Se a convivência prevalecesse sobre a conveniência, as leis seriam desnecessárias. Mas, entre uma e outra, existem estágios diversos de consciência a exigir a força das regulamentações, sobrepondo-se ao individual como preservação do coletivo. 

Diante da maior pandemia da nossa história, há quem se recuse a fazer uso das máscaras de proteção. Coloca em risco a convivência em benefício da conveniência. Já está mais do que explicado: o uso de máscaras não serve como autoproteção, mas sim um cuidado para com o outro. Seu uso é uma questão ética.

Pessoas estão sendo multadas por trafegarem sem máscaras na orla do Rio de Janeiro e de outras cidades onde são obrigatórias. Alguns ficam revoltados com a imposição; outros, com a punição. O que faz com que prefiram a conveniência à convivência? Diante da escolha, surge o dilema ético. O que faz cada um de nós decidir por uma alternativa ao invés da outra? Consciência é uma boa resposta.

A máscara é um exemplo flagrante do momento atual, mas quem se nega a usá-la aposto que tem a mesma “consciência” que lhe permite atravessar o semáforo vermelho, burlar o fisco, furar a fila, trafegar na pista de acostamento, jogar a latinha de cerveja para fora da janela do carro. Aquela mesma “consciência” que transforma as relações sujeito/sujeito de boa convivência em relações objeto/objeto por mera conveniência.

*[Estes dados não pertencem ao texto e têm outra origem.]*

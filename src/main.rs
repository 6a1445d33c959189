//! gswitch CLI entry point.

use std::io;
use std::process::ExitCode;

use anyhow::Result;
use clap::{CommandFactory, Parser};
use clap_complete::generate;
use tracing::info;

use gswitch::output::{print_error, print_success, switched_message};
use gswitch::{Args, Outcome, RunOptions, Switcher, SystemRunner};

fn main() -> ExitCode {
    let args = Args::parse();

    if let Some(shell) = args.completions {
        let mut cmd = Args::command();
        let name = cmd.get_name().to_string();
        generate(shell, &mut cmd, name, &mut io::stdout());
        return ExitCode::SUCCESS;
    }

    if let Err(e) = init_tracing(&args.log_level) {
        print_error(&e.to_string());
        return ExitCode::FAILURE;
    }

    let options = RunOptions::from_args(args);
    let runner = SystemRunner;
    let mut switcher = Switcher::new(&runner, &options);

    match switcher.run() {
        Ok(Outcome::Switched { project, cluster }) => {
            info!("kubectl now targets {} ({})", cluster.name, cluster.zone);
            print_success(&switched_message(project.as_deref()));
            ExitCode::SUCCESS
        }
        Ok(Outcome::KubectlMissing) | Ok(Outcome::NoClusters { .. }) => ExitCode::SUCCESS,
        Err(e) => {
            print_error(&e.to_string());
            ExitCode::FAILURE
        }
    }
}

/// Initialize tracing subscriber on stderr.
fn init_tracing(log_level: &str) -> Result<()> {
    use tracing_subscriber::{EnvFilter, fmt};

    let filter = EnvFilter::try_from_default_env()
        .or_else(|_| EnvFilter::try_new(log_level))
        .map_err(|e| anyhow::anyhow!("Failed to initialize log filter: {}", e))?;

    fmt()
        .with_env_filter(filter)
        .with_writer(io::stderr)
        .with_target(false)
        .without_time()
        .init();

    Ok(())
}
//! gcloud invocations: authentication, project selection, cluster discovery
//! and kubectl credentials.

use std::path::Path;

use serde::{Deserialize, Deserializer};
use tracing::{info, warn};

use crate::error::{RunError, SwitchError};
use crate::runner::Runner;

/// A GKE cluster as reported by `gcloud container clusters list`.
///
/// Missing or null fields decode as empty strings so one odd entry does not
/// hide the rest of the list.
#[derive(Debug, Clone, PartialEq, Eq, Deserialize)]
pub struct Cluster {
    #[serde(default, deserialize_with = "null_as_empty")]
    pub name: String,
    #[serde(default, deserialize_with = "null_as_empty")]
    pub zone: String,
}

fn null_as_empty<'de, D>(deserializer: D) -> Result<String, D::Error>
where
    D: Deserializer<'de>,
{
    Ok(Option::<String>::deserialize(deserializer)?.unwrap_or_default())
}

/// Decodes `clusters list --format=json` output, keeping gcloud's order.
///
/// Output that is not a JSON array of objects is an empty list unless
/// `strict` is set.
pub fn parse_clusters(bytes: &[u8], strict: bool) -> Result<Vec<Cluster>, SwitchError> {
    match serde_json::from_slice::<Vec<Cluster>>(bytes) {
        Ok(clusters) => Ok(clusters),
        Err(e) if strict => Err(SwitchError::ClusterListParse(e)),
        Err(e) => {
            warn!("ignoring undecodable cluster list: {}", e);
            Ok(Vec::new())
        }
    }
}

/// Thin wrapper over the gcloud CLI.
pub struct Gcloud<'a, R: Runner> {
    runner: &'a R,
    program: &'a str,
}

impl<'a, R: Runner> Gcloud<'a, R> {
    pub fn new(runner: &'a R, program: &'a str) -> Self {
        Self { runner, program }
    }

    /// `gcloud config configurations activate <name>`. Callers only warn on failure.
    pub fn activate_configuration(&self, name: &str) -> Result<(), RunError> {
        info!("Activating {} gcloud configuration...", name);
        self.runner
            .run(self.program, &["config", "configurations", "activate", name])
    }

    /// Interactive `gcloud auth login`.
    pub fn login(&self, no_launch_browser: bool) -> Result<(), SwitchError> {
        let mut args = vec!["auth", "login"];
        if no_launch_browser {
            args.push("--no-launch-browser");
        }
        self.runner
            .run_interactive(self.program, &args)
            .map_err(SwitchError::Login)
    }

    pub fn set_project(&self, project: &str) -> Result<(), SwitchError> {
        info!("Setting gcloud project to {}...", project);
        self.runner
            .run(self.program, &["config", "set", "project", project])
            .map_err(SwitchError::SetProject)
    }

    /// Reads the active project back, `None` if unset or unreadable.
    pub fn active_project(&self) -> Option<String> {
        let out = self
            .runner
            .output(self.program, &["config", "get-value", "project"])
            .ok()?;
        let project = String::from_utf8_lossy(&out).trim().to_string();
        if project.is_empty() || project == "(unset)" {
            None
        } else {
            Some(project)
        }
    }

    pub fn activate_service_account(
        &self,
        key_file: &Path,
        project: &str,
    ) -> Result<(), SwitchError> {
        info!("Modifying gcloud configuration...");
        let key_file = key_file.to_string_lossy();
        self.runner
            .run(
                self.program,
                &[
                    "auth",
                    "activate-service-account",
                    "--key-file",
                    &*key_file,
                    "--project",
                    project,
                ],
            )
            .map_err(SwitchError::ServiceAccount)
    }

    /// Lists the active project's clusters in the order gcloud returns them.
    pub fn list_clusters(&self, strict: bool) -> Result<Vec<Cluster>, SwitchError> {
        let out = self
            .runner
            .output(
                self.program,
                &["container", "clusters", "list", "--format=json"],
            )
            .map_err(SwitchError::ListClusters)?;
        parse_clusters(&out, strict)
    }

    /// Writes credentials for `cluster` into the kubectl configuration.
    pub fn get_credentials(&self, cluster: &Cluster) -> Result<(), SwitchError> {
        info!("Modifying kubectl configuration...");
        self.runner
            .run(
                self.program,
                &[
                    "container",
                    "clusters",
                    "get-credentials",
                    cluster.name.as_str(),
                    "--zone",
                    cluster.zone.as_str(),
                ],
            )
            .map_err(SwitchError::GetCredentials)
    }
}

#[cfg(test)]
mod tests {
    use super::*;

    #[test]
    fn test_parse_clusters_keeps_order() {
        let json = br#"[
            {"name": "prod", "zone": "europe-west1-b", "status": "RUNNING"},
            {"name": "dev", "zone": "us-central1-a"}
        ]"#;
        let clusters = parse_clusters(json, true).unwrap();
        assert_eq!(
            clusters,
            vec![
                Cluster {
                    name: "prod".to_string(),
                    zone: "europe-west1-b".to_string(),
                },
                Cluster {
                    name: "dev".to_string(),
                    zone: "us-central1-a".to_string(),
                },
            ]
        );
    }

    #[test]
    fn test_parse_clusters_keeps_entries_with_null_or_missing_fields() {
        let json = br#"[
            {"name": "prod", "zone": "europe-west1-b"},
            {"name": "autopilot", "zone": null},
            {"zone": "us-east1-c"}
        ]"#;
        let clusters = parse_clusters(json, false).unwrap();
        assert_eq!(clusters.len(), 3);
        assert_eq!(clusters[0].name, "prod");
        assert_eq!(clusters[1].name, "autopilot");
        assert_eq!(clusters[1].zone, "");
        assert_eq!(clusters[2].name, "");
        assert_eq!(clusters[2].zone, "us-east1-c");
    }

    #[test]
    fn test_parse_clusters_empty_output() {
        assert!(parse_clusters(b"", false).unwrap().is_empty());
        assert!(parse_clusters(b"[]", true).unwrap().is_empty());
    }

    #[test]
    fn test_parse_clusters_malformed_is_empty() {
        assert!(parse_clusters(b"{oops", false).unwrap().is_empty());
    }

    #[test]
    fn test_parse_clusters_malformed_fails_when_strict() {
        let err = parse_clusters(b"{oops", true).unwrap_err();
        assert!(matches!(err, SwitchError::ClusterListParse(_)));
    }
}
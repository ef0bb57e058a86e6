//! Serialize step: render the operation input as an XML request body.

use http::HeaderValue;
use http::header::CONTENT_TYPE;
use rustack_client_xml::{NodeInfo, Writer, XmlError, write_document};

use crate::body::ByteStream;
use crate::context::HttpContext;
use crate::handler::{Handler, HandlerFuture};
use crate::middleware::Middleware;
use crate::response::OperationOutput;
use crate::stack::SerializeStepInput;

type WriteFn<I> = Box<dyn Fn(&I, &mut Writer<'_>) -> Result<(), XmlError> + Send + Sync>;

/// Builds a fresh document rooted at a fixed node, lets a generated closure populate it, and
/// stores the rendered bytes as the request body with `Content-Type: application/xml`.
///
/// The closure runs exactly once per invocation. If it fails, the error is returned and the
/// rest of the chain is never called. If the closure detaches the root, the document renders
/// to nothing and the request keeps an empty body.
pub struct XmlBodyMiddleware<I> {
    root: NodeInfo,
    write: WriteFn<I>,
}

impl<I> std::fmt::Debug for XmlBodyMiddleware<I> {
    fn fmt(&self, f: &mut std::fmt::Formatter<'_>) -> std::fmt::Result {
        f.debug_struct("XmlBodyMiddleware")
            .field("root", &self.root)
            .finish_non_exhaustive()
    }
}

impl<I> XmlBodyMiddleware<I> {
    /// Create the middleware for documents rooted at `root`.
    pub fn new<F>(root: impl Into<NodeInfo>, write: F) -> Self
    where
        F: Fn(&I, &mut Writer<'_>) -> Result<(), XmlError> + Send + Sync + 'static,
    {
        Self {
            root: root.into(),
            write: Box::new(write),
        }
    }
}

impl<I, O> Middleware<SerializeStepInput<I>, OperationOutput<O>> for XmlBodyMiddleware<I>
where
    I: Send + 'static,
    O: Send + 'static,
{
    fn id(&self) -> &str {
        "XmlBody"
    }

    fn handle<'a>(
        &'a self,
        ctx: &'a HttpContext,
        mut input: SerializeStepInput<I>,
        next: &'a dyn Handler<SerializeStepInput<I>, OperationOutput<O>>,
    ) -> HandlerFuture<'a, OperationOutput<O>> {
        Box::pin(async move {
            let xml = write_document(self.root.clone(), &input.operation_input, |value, w| {
                (self.write)(value, w)
            })?;
            if xml.is_empty() {
                tracing::trace!(operation = ctx.operation(), "XML payload omitted");
            } else {
                input.request.body = ByteStream::from(xml);
                input
                    .request
                    .headers
                    .insert(CONTENT_TYPE, HeaderValue::from_static("application/xml"));
            }
            next.handle(ctx, input).await
        })
    }
}
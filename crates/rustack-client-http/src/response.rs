//! Wire-level response type and the operation output wrapper.

use bytes::Bytes;
use http::{HeaderMap, StatusCode};

use crate::body::ByteStream;
use crate::error::BoxError;

/// A response as received from the transport.
#[derive(Debug)]
pub struct HttpResponse {
    /// Status code.
    pub status: StatusCode,
    /// Response headers.
    pub headers: HeaderMap,
    /// Response body; a stream until something materializes it.
    pub body: ByteStream,
}

impl HttpResponse {
    /// Create a response with no headers.
    pub fn new(status: StatusCode, body: impl Into<ByteStream>) -> Self {
        Self {
            status,
            headers: HeaderMap::new(),
            body: body.into(),
        }
    }

    /// Adapt an `http::Response` with any body type. The body is kept as an unread stream.
    pub fn from_http<B>(response: http::Response<B>) -> Self
    where
        B: http_body::Body<Data = Bytes> + Send + Sync + 'static,
        B::Error: Into<BoxError>,
    {
        let (parts, body) = response.into_parts();
        Self {
            status: parts.status,
            headers: parts.headers,
            body: ByteStream::from_body(body),
        }
    }

    /// Whether the status is in `200..300`.
    #[must_use]
    pub fn is_success(&self) -> bool {
        self.status.is_success()
    }

    /// The first value of a header as a string.
    #[must_use]
    pub fn header(&self, name: &str) -> Option<&str> {
        self.headers.get(name).and_then(|v| v.to_str().ok())
    }
}

/// The result of running an operation stack: the wire response plus the decoded output.
///
/// `output` is set by the deserialize step on success and stays `None` otherwise.
#[derive(Debug)]
pub struct OperationOutput<O> {
    /// The raw response.
    pub response: HttpResponse,
    /// The decoded output, if deserialization ran and succeeded.
    pub output: Option<O>,
}

impl<O> OperationOutput<O> {
    /// Wrap a response with no output yet.
    #[must_use]
    pub fn new(response: HttpResponse) -> Self {
        Self {
            response,
            output: None,
        }
    }
}
//! Built-in middlewares for RestXml operations.

mod binding;
mod content_length;
mod deserialize;
mod endpoint;
mod logger;
mod xml_body;

pub use binding::{HeaderMiddleware, QueryItemMiddleware, UrlPathMiddleware};
pub use content_length::ContentLengthMiddleware;
pub use deserialize::{DeserializeMiddleware, UnknownServiceError, rest_xml_envelope};
pub use endpoint::EndpointMiddleware;
pub use logger::LoggerMiddleware;
pub use xml_body::XmlBodyMiddleware;

use crate::error::ClientError;
use crate::middleware::Position;
use crate::stack::OperationStack;

/// Install the protocol-independent middlewares every operation needs.
///
/// Endpoint resolution goes into build, body framing into finalize, and `deserialize` into the
/// deserialize step with the logger inside it, so the logger sees the raw response before it
/// is decoded. Serialize middlewares are operation-specific and are left to the caller.
///
/// # Errors
///
/// `DuplicateStep` if any of these ids is already registered.
pub fn add_default_middlewares<I, O>(
    stack: &mut OperationStack<I, O>,
    deserialize: DeserializeMiddleware<O>,
) -> Result<(), ClientError>
where
    I: Send + 'static,
    O: Send + 'static,
{
    stack.build.intercept(Position::Last, EndpointMiddleware::new())?;
    stack
        .finalize
        .intercept(Position::Last, ContentLengthMiddleware::new())?;
    stack.deserialize.intercept(Position::Last, deserialize)?;
    stack
        .deserialize
        .intercept(Position::after("Deserialize"), LoggerMiddleware::new())?;
    Ok(())
}
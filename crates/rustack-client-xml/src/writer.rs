//! The node tree and the writer handles used to populate it.
//!
//! A [`Document`] owns every node in a flat arena; parents own their children by index, and
//! the parent index on each node is only used to address siblings (flattened lists and maps).
//! A [`Writer`] is a mutable borrow of the document plus the index of the node it writes to,
//! so handing out child writers never creates a second owner.
//!
//! Generated operation code drives the tree the same way for every shape:
//!
//! ```
//! use rustack_client_xml::{Document, NodeInfo, XmlError};
//!
//! # fn main() -> Result<(), XmlError> {
//! let mut doc = Document::new(NodeInfo::new("test"));
//! let mut root = doc.root();
//! root.child("a").write("a")?;
//! root.child(NodeInfo::new("b").attribute()).write("b")?;
//! assert_eq!(doc.to_xml()?, b"<test b=\"b\"><a>a</a></test>");
//! # Ok(())
//! # }
//! ```

use chrono::{DateTime, Utc};

use crate::error::XmlError;
use crate::node::NodeInfo;
use crate::value::{TimestampFormat, XmlValue, encode_blob};

pub(crate) type NodeId = usize;

pub(crate) const ROOT: NodeId = 0;

#[derive(Debug)]
pub(crate) struct Node {
    pub(crate) info: NodeInfo,
    pub(crate) content: String,
    pub(crate) children: Vec<NodeId>,
    pub(crate) parent: Option<NodeId>,
    pub(crate) detached: bool,
}

/// An in-memory XML node tree rooted at a single element.
#[derive(Debug)]
pub struct Document {
    nodes: Vec<Node>,
}

impl Document {
    /// Create a document whose root node is described by `root`.
    ///
    /// Root validity (non-empty name, element location) is checked when rendering.
    #[must_use]
    pub fn new(root: impl Into<NodeInfo>) -> Self {
        Self {
            nodes: vec![Node {
                info: root.into(),
                content: String::new(),
                children: Vec::new(),
                parent: None,
                detached: false,
            }],
        }
    }

    /// A writer for the root node.
    pub fn root(&mut self) -> Writer<'_> {
        Writer {
            doc: self,
            id: ROOT,
        }
    }

    /// Render the tree as UTF-8 XML without a declaration.
    ///
    /// Rendering does not modify the tree, so rendering twice yields identical bytes.
    ///
    /// # Errors
    ///
    /// Returns `XmlError::InvalidNode` if the tree breaks a structural rule, or an I/O error
    /// from the underlying quick-xml writer.
    pub fn to_xml(&self) -> Result<Vec<u8>, XmlError> {
        crate::render::render(self)
    }

    pub(crate) fn node(&self, id: NodeId) -> &Node {
        &self.nodes[id]
    }

    fn push(&mut self, info: NodeInfo, parent: NodeId) -> NodeId {
        let id = self.nodes.len();
        self.nodes.push(Node {
            info,
            content: String::new(),
            children: Vec::new(),
            parent: Some(parent),
            detached: false,
        });
        self.nodes[parent].children.push(id);
        id
    }
}

/// Trait for shapes that know how to write themselves into a [`Writer`].
///
/// Implementors write their members as children (or attributes) of the writer's node. The
/// node itself has already been created by the caller.
pub trait XmlSerialize {
    /// Write this value's members into `writer`.
    ///
    /// # Errors
    ///
    /// Returns `XmlError` if a member cannot be represented.
    fn serialize_xml(&self, writer: &mut Writer<'_>) -> Result<(), XmlError>;
}

/// Node names used for map entries.
#[derive(Debug, Clone, PartialEq, Eq)]
pub struct MapNodeInfo {
    /// The wrapper around each key/value pair (ignored for flattened maps).
    pub entry: NodeInfo,
    /// The key node.
    pub key: NodeInfo,
    /// The value node.
    pub value: NodeInfo,
}

impl Default for MapNodeInfo {
    fn default() -> Self {
        Self {
            entry: NodeInfo::new("entry"),
            key: NodeInfo::new("key"),
            value: NodeInfo::new("value"),
        }
    }
}

/// A handle to one node of a [`Document`].
#[derive(Debug)]
pub struct Writer<'d> {
    doc: &'d mut Document,
    id: NodeId,
}

impl Writer<'_> {
    /// The descriptor of the node this writer targets.
    #[must_use]
    pub fn node_info(&self) -> &NodeInfo {
        &self.doc.node(self.id).info
    }

    /// Whether this node has been detached from the tree.
    #[must_use]
    pub fn is_detached(&self) -> bool {
        self.doc.node(self.id).detached
    }

    /// A writer for the child described by `info`, created if no such child exists yet.
    ///
    /// Repeated calls with an equal descriptor return the same node, so a later scalar write
    /// overwrites the earlier one.
    pub fn child(&mut self, info: impl Into<NodeInfo>) -> Writer<'_> {
        let info = info.into();
        let existing = self
            .doc
            .node(self.id)
            .children
            .iter()
            .copied()
            .find(|&c| self.doc.node(c).info == info);
        let id = match existing {
            Some(id) => id,
            None => self.doc.push(info, self.id),
        };
        Writer {
            doc: &mut *self.doc,
            id,
        }
    }

    /// A writer for a new child described by `info`, even if an equal child already exists.
    pub fn append(&mut self, info: impl Into<NodeInfo>) -> Writer<'_> {
        let id = self.doc.push(info.into(), self.id);
        Writer {
            doc: &mut *self.doc,
            id,
        }
    }

    /// Remove this node and its subtree from the rendered output.
    pub fn detach(&mut self) {
        let node = &mut self.doc.nodes[self.id];
        node.detached = true;
        if let Some(parent) = node.parent {
            let id = self.id;
            self.doc.nodes[parent].children.retain(|&c| c != id);
        }
    }

    /// Replace this node's raw text content. Escaping happens at render time.
    pub fn set_content(&mut self, text: impl Into<String>) {
        self.doc.nodes[self.id].content = text.into();
    }

    /// Write a scalar as this node's content; an absent value detaches the node.
    ///
    /// # Errors
    ///
    /// Infallible for the built-in scalar types; the `Result` keeps call sites uniform.
    pub fn write<V: XmlValue>(&mut self, value: V) -> Result<(), XmlError> {
        match value.xml_text() {
            Some(text) => self.set_content(text),
            None => self.detach(),
        }
        Ok(())
    }

    /// Write a timestamp in the given format; `None` detaches the node.
    ///
    /// # Errors
    ///
    /// Infallible; see [`Writer::write`].
    pub fn write_timestamp(
        &mut self,
        value: Option<&DateTime<Utc>>,
        format: TimestampFormat,
    ) -> Result<(), XmlError> {
        match value {
            Some(dt) => self.set_content(format.format(dt)),
            None => self.detach(),
        }
        Ok(())
    }

    /// Write binary data as base64; `None` detaches the node.
    ///
    /// # Errors
    ///
    /// Infallible; see [`Writer::write`].
    pub fn write_blob(&mut self, value: Option<&[u8]>) -> Result<(), XmlError> {
        match value {
            Some(data) => self.set_content(encode_blob(data)),
            None => self.detach(),
        }
        Ok(())
    }

    /// Write a structure's members into this node; `None` detaches the node.
    ///
    /// # Errors
    ///
    /// Propagates any error raised by the structure's [`XmlSerialize`] implementation.
    pub fn write_structure<T: XmlSerialize + ?Sized>(
        &mut self,
        value: Option<&T>,
    ) -> Result<(), XmlError> {
        match value {
            Some(v) => v.serialize_xml(self),
            None => {
                self.detach();
                Ok(())
            }
        }
    }

    /// Write a list; `None` detaches the node.
    ///
    /// A wrapped list writes each member as a new `member` child of this node. A flattened
    /// list writes each member as a sibling named after this node and then detaches this
    /// node.
    ///
    /// # Errors
    ///
    /// Returns `XmlError::InvalidNode` for a flattened list on the root node, or any error
    /// raised by `write_member`.
    pub fn write_list<T, F>(
        &mut self,
        values: Option<&[T]>,
        member: &NodeInfo,
        flattened: bool,
        mut write_member: F,
    ) -> Result<(), XmlError>
    where
        F: FnMut(&T, &mut Writer<'_>) -> Result<(), XmlError>,
    {
        let Some(values) = values else {
            self.detach();
            return Ok(());
        };

        if flattened {
            let parent = self.flattening_parent()?;
            let info = self.node_info().clone();
            for value in values {
                let id = self.doc.push(info.clone(), parent);
                let mut sibling = Writer {
                    doc: &mut *self.doc,
                    id,
                };
                write_member(value, &mut sibling)?;
            }
            self.detach();
        } else {
            for value in values {
                let mut child = self.append(member.clone());
                write_member(value, &mut child)?;
            }
        }
        Ok(())
    }

    /// Write a map from its entries in iteration order; `None` detaches the node.
    ///
    /// Wrapped maps nest each pair in an `entry` node; flattened maps write each pair as a
    /// sibling named after this node and then detach this node.
    ///
    /// # Errors
    ///
    /// Returns `XmlError::InvalidNode` for a flattened map on the root node, or any error
    /// raised by `write_value`.
    pub fn write_map<K, V, I, F>(
        &mut self,
        entries: Option<I>,
        names: &MapNodeInfo,
        flattened: bool,
        mut write_value: F,
    ) -> Result<(), XmlError>
    where
        I: IntoIterator<Item = (K, V)>,
        K: XmlValue,
        F: FnMut(V, &mut Writer<'_>) -> Result<(), XmlError>,
    {
        let Some(entries) = entries else {
            self.detach();
            return Ok(());
        };

        let parent = if flattened {
            Some((self.flattening_parent()?, self.node_info().clone()))
        } else {
            None
        };

        for (key, value) in entries {
            let id = match &parent {
                Some((parent, info)) => self.doc.push(info.clone(), *parent),
                None => self.doc.push(names.entry.clone(), self.id),
            };
            let mut entry = Writer {
                doc: &mut *self.doc,
                id,
            };
            entry.child(names.key.clone()).write(key)?;
            write_value(value, &mut entry.child(names.value.clone()))?;
        }

        if flattened {
            self.detach();
        }
        Ok(())
    }

    fn flattening_parent(&self) -> Result<NodeId, XmlError> {
        self.doc.node(self.id).parent.ok_or_else(|| {
            XmlError::InvalidNode(format!(
                "flattened collection `{}` needs a parent element",
                self.node_info().name
            ))
        })
    }
}

/// Build a document rooted at `root`, populate it with `write`, and render it.
///
/// The closure is invoked exactly once. This is the entry point generated operation code
/// uses to turn a typed input into a request body.
///
/// # Errors
///
/// Returns the first error raised by `write`, or any rendering error.
pub fn write_document<T, F>(root: NodeInfo, value: &T, write: F) -> Result<Vec<u8>, XmlError>
where
    T: ?Sized,
    F: FnOnce(&T, &mut Writer<'_>) -> Result<(), XmlError>,
{
    let mut doc = Document::new(root);
    write(value, &mut doc.root())?;
    let xml = doc.to_xml()?;
    tracing::trace!(bytes = xml.len(), "rendered XML document");
    Ok(xml)
}
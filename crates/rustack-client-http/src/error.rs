//! Error types for operation invocation.
//!
//! Every failure that can surface from an operation stack is a [`ClientError`]. Middlewares
//! pass errors through untouched; nothing in the stack converts an error into a default
//! value.

use std::fmt;

use rustack_client_xml::XmlError;

/// Boxed error used for transport and body I/O failures.
pub type BoxError = Box<dyn std::error::Error + Send + Sync + 'static>;

/// Errors surfaced to the caller of an operation.
#[derive(Debug, thiserror::Error)]
pub enum ClientError {
    /// The transport failed to produce a response (connection failure, timeout, ...).
    #[error("transport error: {0}")]
    Transport(#[source] BoxError),

    /// The input could not be serialized; no request was sent.
    #[error("serialization error: {0}")]
    Serialization(#[from] XmlError),

    /// The service answered with a non-2xx status and the body decoded into this error.
    #[error("service error: {0}")]
    Service(ServiceError),

    /// Buffering an error response body failed before protocol decoding could start.
    #[error("failed to read response body: {0}")]
    BodyMaterialization(#[source] BoxError),

    /// A single-use body stream was read a second time.
    #[error("response body stream has already been consumed")]
    StreamConsumed,

    /// A successful response body could not be decoded into the operation output.
    #[error("deserialization error: {0}")]
    Deserialization(String),

    /// The stack completed without any step populating the operation output.
    #[error("operation completed without producing an output")]
    MissingOutput,

    /// A URL could not be parsed into an endpoint.
    #[error("invalid endpoint: {0}")]
    InvalidEndpoint(String),

    /// A request could not be converted to its wire form.
    #[error("invalid request: {0}")]
    InvalidRequest(String),

    /// Relative middleware insertion named a step id that is not registered.
    #[error("no middleware with id `{0}` in this step")]
    UnknownStep(String),

    /// A middleware id was registered twice in the same step.
    #[error("middleware with id `{0}` is already registered in this step")]
    DuplicateStep(String),
}

impl ClientError {
    /// Wrap a transport failure.
    pub fn transport(err: impl Into<BoxError>) -> Self {
        Self::Transport(err.into())
    }

    /// Wrap a decoded service error.
    pub fn service(err: impl std::error::Error + Send + Sync + 'static) -> Self {
        Self::Service(ServiceError::new(err))
    }

    /// The service error, if this is one.
    #[must_use]
    pub fn as_service(&self) -> Option<&ServiceError> {
        match self {
            Self::Service(err) => Some(err),
            _ => None,
        }
    }
}

/// A structured error decoded from a non-2xx response.
///
/// The concrete type is chosen by the operation's error closure; callers recover it with
/// [`ServiceError::downcast_ref`].
pub struct ServiceError {
    inner: BoxError,
}

impl ServiceError {
    /// Box a decoded error.
    pub fn new(err: impl std::error::Error + Send + Sync + 'static) -> Self {
        Self {
            inner: Box::new(err),
        }
    }

    /// Borrow the decoded error as a concrete type.
    #[must_use]
    pub fn downcast_ref<E: std::error::Error + 'static>(&self) -> Option<&E> {
        self.inner.downcast_ref::<E>()
    }

    /// Take the decoded error back out of the box.
    ///
    /// # Errors
    ///
    /// Returns `self` unchanged if the error is not an `E`.
    pub fn downcast<E: std::error::Error + 'static>(self) -> Result<E, Self> {
        match self.inner.downcast::<E>() {
            Ok(err) => Ok(*err),
            Err(inner) => Err(Self { inner }),
        }
    }
}

impl fmt::Debug for ServiceError {
    fn fmt(&self, f: &mut fmt::Formatter<'_>) -> fmt::Result {
        fmt::Debug::fmt(&self.inner, f)
    }
}

impl fmt::Display for ServiceError {
    fn fmt(&self, f: &mut fmt::Formatter<'_>) -> fmt::Result {
        fmt::Display::fmt(&self.inner, f)
    }
}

“Tudo posso, mas nem tudo me convém” – ou nem tudo me é conveniente – disse Paulo, depois que deixou de ser Saulo. Houve, naquele momento, uma tomada de consciência. Transformar o conveniente em convivente é a metanoia que todos precisamos fazer. A mesma que faz com que as leis de dentro possam, um dia quem sabe, tornar desnecessárias as leis de fora. 

Para o bem de todos e de cada um, em particular. Amém.